For a long time, the physical scale model was the only way to develop, test and show architectural ideas in three dimensions. Ever since the introduction of the model into the architect’s scope of tools in the early Renaissance, the model has occupied a crucial space between thinking and building. Creating physical models enables the development of an integrated way of thinking on the spatial, material and structural interconnections of designs, which makes modelmaking a widely recognized tool for design, research and communication. Down through the centuries, the role of the model has continually shifted and evolved in response to shifts in architecture culture, available technologies, and changing responsibilities and agendas. What a model is, how and by whom it is made, and what it clarifies or enables remain open and relevant questions. Because of its direct three-dimensional appearance, the physical model also offers something other design and research tools do not: they can be touched, picked up and one can move around them. With the title Thinking through Models, we approach the model in this issue of OASE as part of thinking processes in and about architecture. This thinking is situated at the intersection of making physical objects and observing, reflecting on and discussing them to inform design choices.[2] The scale model thus forms a bridge between the physical world and the world of ideas.
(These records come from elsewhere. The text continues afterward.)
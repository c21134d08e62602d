use exam_session_backend::error::Error;
use exam_session_backend::models::answer_source::{AnswerSource, CandidateAnswer, SourceKind};
use exam_session_backend::models::feedback::NO_ANSWER;
use exam_session_backend::models::module_kind::ModuleKind;
use exam_session_backend::services::reconcile::layout::{BucketLayout, BucketRule, LayoutRegistry};
use exam_session_backend::services::reconcile::normalize::{
    fold_text, is_meaningful_feedback, is_placeholder, meaningful_len,
};
use exam_session_backend::services::reconcile::score::SourceScore;
use exam_session_backend::services::reconcile::AnswerReconciler;

fn answer(id: &str, ordinal: u32, text: &str) -> CandidateAnswer {
    CandidateAnswer {
        question_id: Some(id.to_string()),
        question_text: None,
        answer: text.to_string(),
        ordinal: Some(ordinal),
        bucket_hint: None,
    }
}

fn speaking() -> AnswerReconciler {
    AnswerReconciler::new(BucketLayout::default_for(ModuleKind::Speaking))
}

/// Eight speaking answers: nothing staged, three in the flat list, seven in the structured result.
fn scenario_sources() -> Vec<AnswerSource> {
    let staged = AnswerSource::new(
        SourceKind::Staged,
        (1..=8).map(|n| answer(&format!("s{}", n), n, "No answer")).collect(),
    );
    let flat = AnswerSource::new(
        SourceKind::Flat,
        vec![
            answer("s1", 1, "I am a student."),
            answer("s5", 5, "My hometown is famous for its olive oil."),
            answer("s8", 8, "Cities should invest in public transport."),
        ],
    );
    let structured = AnswerSource::new(
        SourceKind::Structured,
        (1..=8)
            .map(|n| {
                let text = if n == 5 {
                    String::new()
                } else {
                    format!("Structured answer number {}", n)
                };
                CandidateAnswer {
                    question_text: Some(format!("Prompt {}", n)),
                    ..answer(&format!("s{}", n), n, &text)
                }
            })
            .collect(),
    );
    vec![staged, flat, structured]
}

#[test]
fn richest_source_is_chosen_and_gaps_are_repaired_by_id() {
    let result = speaking().reconcile(&scenario_sources());

    assert_eq!(result.chosen_source, Some(SourceKind::Structured));
    let keys: Vec<&str> = result.sections.iter().map(|s| s.key.as_str()).collect();
    assert_eq!(keys, vec!["part1_1", "part1_2", "part2", "part3"]);

    let part1_2 = result.section("part1_2").expect("part1_2");
    let repaired = part1_2
        .answers
        .iter()
        .find(|a| a.question_id.as_deref() == Some("s5"))
        .expect("s5 slot");
    assert!(repaired.repaired);
    assert!(repaired.answered);
    assert_eq!(repaired.answer, "My hometown is famous for its olive oil.");
    assert_eq!(repaired.question_text, "Prompt 5");

    // slots that already had a meaningful answer are untouched
    let first = &result.section("part1_1").unwrap().answers[0];
    assert_eq!(first.answer, "Structured answer number 1");
    assert!(!first.repaired);

    assert_eq!(result.answered_buckets().len(), 4);
}

#[test]
fn reconciliation_is_identical_for_every_source_order() {
    let sources = scenario_sources();
    let orders = [
        [0, 1, 2],
        [0, 2, 1],
        [1, 0, 2],
        [1, 2, 0],
        [2, 0, 1],
        [2, 1, 0],
    ];

    let reconciler = speaking();
    let expected = serde_json::to_string(&reconciler.reconcile(&sources)).unwrap();
    for order in orders {
        let permuted: Vec<AnswerSource> = order.iter().map(|&i| sources[i].clone()).collect();
        let actual = serde_json::to_string(&reconciler.reconcile(&permuted)).unwrap();
        assert_eq!(actual, expected, "order {:?}", order);
    }
}

#[test]
fn meaningful_answers_are_never_downgraded_or_replaced() {
    let structured = AnswerSource::new(
        SourceKind::Structured,
        vec![answer("w1", 1, "Short."), answer("w2", 2, "Second task essay.")],
    );
    let staged = AnswerSource::new(
        SourceKind::Staged,
        vec![answer("w1", 1, "A much longer and more complete letter to the manager.")],
    );

    let result = AnswerReconciler::new(BucketLayout::default_for(ModuleKind::Writing))
        .reconcile(&[staged, structured]);

    assert_eq!(result.chosen_source, Some(SourceKind::Structured));
    let task1 = &result.section("task1").unwrap().answers[0];
    assert_eq!(task1.answer, "Short.");
    assert!(!task1.repaired);
}

#[test]
fn placeholders_are_detected_regardless_of_case_and_diacritics() {
    for text in ["Yanıt Yok", "yanit yok.", "YANIT YOK", "  ", "N/A", "Cevap verilmedi!", "No transcript available"] {
        assert!(is_placeholder(text), "{:?} should be a placeholder", text);
        assert_eq!(meaningful_len(text), 0);
    }
    assert!(!is_placeholder("Yok artık, çok güzeldi"));
    assert_eq!(fold_text("Şehir  MERKEZİ, güzel!"), "sehir merkezi guzel");
}

#[test]
fn placeholder_answers_render_as_no_answer() {
    let source = AnswerSource::new(
        SourceKind::Flat,
        vec![answer("q1", 1, "Yanıt Yok"), answer("q2", 2, " B ")],
    );
    let result = AnswerReconciler::new(BucketLayout::default_for(ModuleKind::Reading)).reconcile(&[source]);

    let answers = &result.section("answers").unwrap().answers;
    assert_eq!(answers.len(), 2);
    assert_eq!(answers[0].answer, NO_ANSWER);
    assert!(!answers[0].answered);
    assert_eq!(answers[1].answer, "B");
    assert_eq!(answers[1].question_text, "Question 2");
}

#[test]
fn short_choice_answers_are_real_answers() {
    let structured = AnswerSource::new(
        SourceKind::Structured,
        vec![answer("r1", 1, "NOT GIVEN"), answer("r2", 2, "None"), answer("r3", 3, "TRUE")],
    );
    let staged = AnswerSource::new(
        SourceKind::Staged,
        vec![answer("r1", 1, "A considerably longer answer from another source")],
    );
    let result = AnswerReconciler::new(BucketLayout::default_for(ModuleKind::Reading))
        .reconcile(&[staged, structured]);

    assert_eq!(result.chosen_source, Some(SourceKind::Structured));
    let rendered: Vec<(&str, bool, bool)> = result
        .section("answers")
        .unwrap()
        .answers
        .iter()
        .map(|a| (a.answer.as_str(), a.answered, a.repaired))
        .collect();
    assert_eq!(
        rendered,
        vec![("NOT GIVEN", true, false), ("None", true, false), ("TRUE", true, false)]
    );

    for text in ["NOT GIVEN", "None", "Yok", "boş"] {
        assert!(!is_placeholder(text), "{:?} is an answer", text);
        assert!(!is_meaningful_feedback(text), "{:?} is not feedback", text);
    }
}

#[test]
fn duplicate_ids_keep_the_later_answer_unless_it_is_shorter() {
    let source = AnswerSource::new(
        SourceKind::Flat,
        vec![
            answer("q1", 1, "first"),
            answer("q1", 1, "later"),
            answer("q2", 2, "complete answer"),
            answer("q2", 2, "cut"),
        ],
    );
    let result = AnswerReconciler::new(BucketLayout::default_for(ModuleKind::Listening)).reconcile(&[source]);

    let answers = &result.section("answers").unwrap().answers;
    assert_eq!(answers.len(), 2);
    assert_eq!(answers[0].answer, "later");
    assert_eq!(answers[1].answer, "complete answer");
}

#[test]
fn no_answers_anywhere_yields_placeholder_slots() {
    let empty = AnswerSource::new(SourceKind::Structured, Vec::new());
    let result = speaking().reconcile(&[empty]);

    assert_eq!(result.chosen_source, None);
    let counts: Vec<usize> = result.sections.iter().map(|s| s.answers.len()).collect();
    assert_eq!(counts, vec![3, 3, 1, 1]);
    assert!(result
        .sections
        .iter()
        .flat_map(|s| &s.answers)
        .all(|a| a.answer == NO_ANSWER && !a.answered));
    assert_eq!(result.sections[1].answers[0].question_text, "Question 4");
    assert!(result.answered_buckets().is_empty());
}

#[test]
fn bucket_hints_take_precedence_over_ordinals() {
    let source = AnswerSource::new(
        SourceKind::Structured,
        vec![
            CandidateAnswer {
                bucket_hint: Some("Bölüm 1.2".into()),
                ..answer("a", 1, "hinted into the second group")
            },
            answer("b", 7, "long turn"),
            answer("c", 20, "discussion"),
        ],
    );
    let result = speaking().reconcile(&[source]);

    let placed = |key: &str, id: &str| {
        result
            .section(key)
            .unwrap()
            .answers
            .iter()
            .any(|a| a.question_id.as_deref() == Some(id))
    };
    assert!(placed("part1_2", "a"));
    assert!(placed("part2", "b"));
    assert!(placed("part3", "c"));
}

#[test]
fn source_score_orders_meaningful_then_coverage_then_priority() {
    let score = |meaningful, coverage, total, kind| SourceScore {
        meaningful,
        coverage,
        total,
        kind,
    };

    assert!(score(7, 1, 8, SourceKind::Staged) > score(3, 4, 3, SourceKind::Structured));
    assert!(score(3, 3, 8, SourceKind::Staged) > score(3, 2, 3, SourceKind::Structured));
    // same counts, denser source wins
    assert!(score(3, 2, 3, SourceKind::Staged) > score(3, 2, 6, SourceKind::Structured));
    // full tie falls back to the fixed priority
    assert!(score(3, 2, 4, SourceKind::Structured) > score(3, 2, 4, SourceKind::Flat));
    assert!(score(3, 2, 4, SourceKind::Flat) > score(3, 2, 4, SourceKind::Staged));
    assert_eq!(score(0, 0, 0, SourceKind::Flat).ratio(), 0.0);
}

#[test]
fn layout_labels_resolve_across_languages_and_granularity() {
    let speaking = BucketLayout::default_for(ModuleKind::Speaking);
    assert_eq!(speaking.bucket_for_label("Kısım 1.1"), Some(0));
    assert_eq!(speaking.bucket_for_label("PART 2 - long turn"), Some(2));
    assert_eq!(speaking.buckets_matching("part 1"), vec![0, 1]);
    assert_eq!(speaking.bucket_for_ordinal(5), 1);
    assert_eq!(speaking.bucket_for_ordinal(42), 3);

    let writing = BucketLayout::default_for(ModuleKind::Writing);
    assert_eq!(writing.assign(Some("Görev 2"), 1), 1);
    assert_eq!(writing.assign(Some("unrelated"), 1), 0);
}

#[test]
fn registry_prefers_test_specific_layouts() {
    let custom = BucketLayout {
        buckets: vec![BucketRule {
            key: "interview".into(),
            label: "Interview".into(),
            first_ordinal: 1,
            last_ordinal: None,
            expected_slots: 2,
            hints: vec![],
        }],
    };
    let registry = LayoutRegistry::new().with_override("speaking:mock-7", custom.clone());

    assert_eq!(registry.layout_for(ModuleKind::Speaking, Some("mock-7")), custom);
    assert_eq!(
        registry.layout_for(ModuleKind::Speaking, Some("mock-8")),
        BucketLayout::default_for(ModuleKind::Speaking)
    );
}

#[test]
fn registry_loads_overrides_and_rejects_empty_layouts() {
    let dir = std::env::temp_dir();
    let valid = dir.join(format!("layouts-{}.json", uuid::Uuid::new_v4()));
    std::fs::write(
        &valid,
        r#"{ "writing": { "buckets": [ { "key": "essay", "label": "Essay", "first_ordinal": 1 } ] } }"#,
    )
    .unwrap();
    let registry = LayoutRegistry::from_file(&valid).unwrap();
    let layout = registry.layout_for(ModuleKind::Writing, Some("any"));
    assert_eq!(layout.buckets.len(), 1);
    assert_eq!(layout.buckets[0].key, "essay");
    std::fs::remove_file(&valid).ok();

    let empty = dir.join(format!("layouts-{}.json", uuid::Uuid::new_v4()));
    std::fs::write(&empty, r#"{ "speaking": { "buckets": [] } }"#).unwrap();
    let err = LayoutRegistry::from_file(&empty).unwrap_err();
    assert!(matches!(err, Error::Config(_)));
    std::fs::remove_file(&empty).ok();
}
use crate::error::{Error, Result};
use crate::models::exam_result::ExamResult;
use crate::models::module_attempt::AnswerPayload;
use crate::models::staged_answer::StagedAnswerRecord;
use crate::services::report_service::ResultsProvider;
use crate::services::submission_service::{ModuleSubmitter, SessionFinalizer};
use async_trait::async_trait;
use reqwest::{Client, RequestBuilder, Response};
use serde_json::{json, Value as JsonValue};
use std::time::Duration;
use tracing::{debug, info};
use uuid::Uuid;

/// HTTP client for the exam backend: per-module submission, session completion and results.
#[derive(Clone)]
pub struct ExamApiClient {
    client: Client,
    base_url: String,
    token: Option<String>,
}

impl ExamApiClient {
    pub fn new(base_url: impl Into<String>, token: Option<String>) -> Result<Self> {
        let client = Client::builder()
            .timeout(Duration::from_secs(30))
            .build()?;
        let base_url = base_url.into().trim_end_matches('/').to_string();
        let token = token.filter(|t| !t.trim().is_empty());

        info!("Exam API client configured for {}", base_url);
        Ok(Self {
            client,
            base_url,
            token,
        })
    }

    fn url(&self, path: &str) -> String {
        format!("{}/{}", self.base_url, path.trim_start_matches('/'))
    }

    fn authorize(&self, request: RequestBuilder) -> RequestBuilder {
        match &self.token {
            Some(token) => request.bearer_auth(token),
            None => request,
        }
    }

    async fn check(endpoint: &str, response: Response) -> Result<Response> {
        let status = response.status();
        if status.is_success() {
            return Ok(response);
        }
        let body = response.text().await.unwrap_or_default();
        debug!(endpoint = %endpoint, status = status.as_u16(), body = %body, "Exam API rejected request");
        Err(Error::Upstream {
            endpoint: endpoint.to_string(),
            status: status.as_u16(),
        })
    }

    /// Reading and listening send an id → text map, writing and speaking the section tree.
    fn submission_body(record: &StagedAnswerRecord) -> JsonValue {
        let mut body = json!({
            "session_id": record.session_id,
            "test_id": record.test_id,
            "module": record.module,
            "started_at": record.started_at,
            "submitted_at": record.staged_at,
        });
        let field = match &record.answers {
            AnswerPayload::Flat(_) => "answers",
            AnswerPayload::Sections(_) => "sections",
        };
        if let Some(map) = body.as_object_mut() {
            map.insert(field.to_string(), json!(record.answers));
        }
        body
    }
}

#[async_trait]
impl ModuleSubmitter for ExamApiClient {
    async fn submit(&self, record: &StagedAnswerRecord) -> Result<()> {
        let endpoint = format!("{}/submit", record.module);
        let response = self
            .authorize(self.client.post(self.url(&endpoint)))
            .json(&Self::submission_body(record))
            .send()
            .await?;
        Self::check(&endpoint, response).await?;
        Ok(())
    }
}

#[async_trait]
impl SessionFinalizer for ExamApiClient {
    async fn complete(&self, session_id: Uuid) -> Result<()> {
        let endpoint = format!("sessions/{}/complete", session_id);
        let response = self
            .authorize(self.client.post(self.url(&endpoint)))
            .json(&json!({ "session_id": session_id }))
            .send()
            .await?;
        Self::check(&endpoint, response).await?;
        Ok(())
    }
}

#[async_trait]
impl ResultsProvider for ExamApiClient {
    async fn fetch_results(&self, session_id: Uuid) -> Result<ExamResult> {
        let endpoint = format!("sessions/{}/results", session_id);
        let response = self
            .authorize(self.client.get(self.url(&endpoint)))
            .send()
            .await?;
        let response = Self::check(&endpoint, response).await?;

        // some deployments wrap the payload in { "data": ... }
        let body: JsonValue = response.json().await?;
        let payload = match body.get("data") {
            Some(data) if data.is_object() => data.clone(),
            _ => body,
        };
        Ok(serde_json::from_value(payload)?)
    }
}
Each model has its own context and timeline, encapsulating the choices, encounters, failures, insights, concessions and ambitions that emerge from the dynamics between designers, clients and users. A timeline in which the model maker makes choices about scale, materials, level of detail and techniques. By following the genealogy of specific models within a project or oeuvre, we can investigate how disciplinary and intuitive knowledge is developed or deployed. In Albena Yaneva’s ethnographic study of OMA’s working methods in the early 2000s, the everyday production of foam models in the office plays a central role. Yaneva describes how models from one project form the basis for design studies for other projects. For example, a model for an unbuilt villa in Rotterdam evolves into a model for the winning proposal for the Casa da Musica in Porto.[3] This example serves to illustrate how the model can be a reservoir of design ideas, but also how physical models contain values and tacit knowledge of architects regarding architecture.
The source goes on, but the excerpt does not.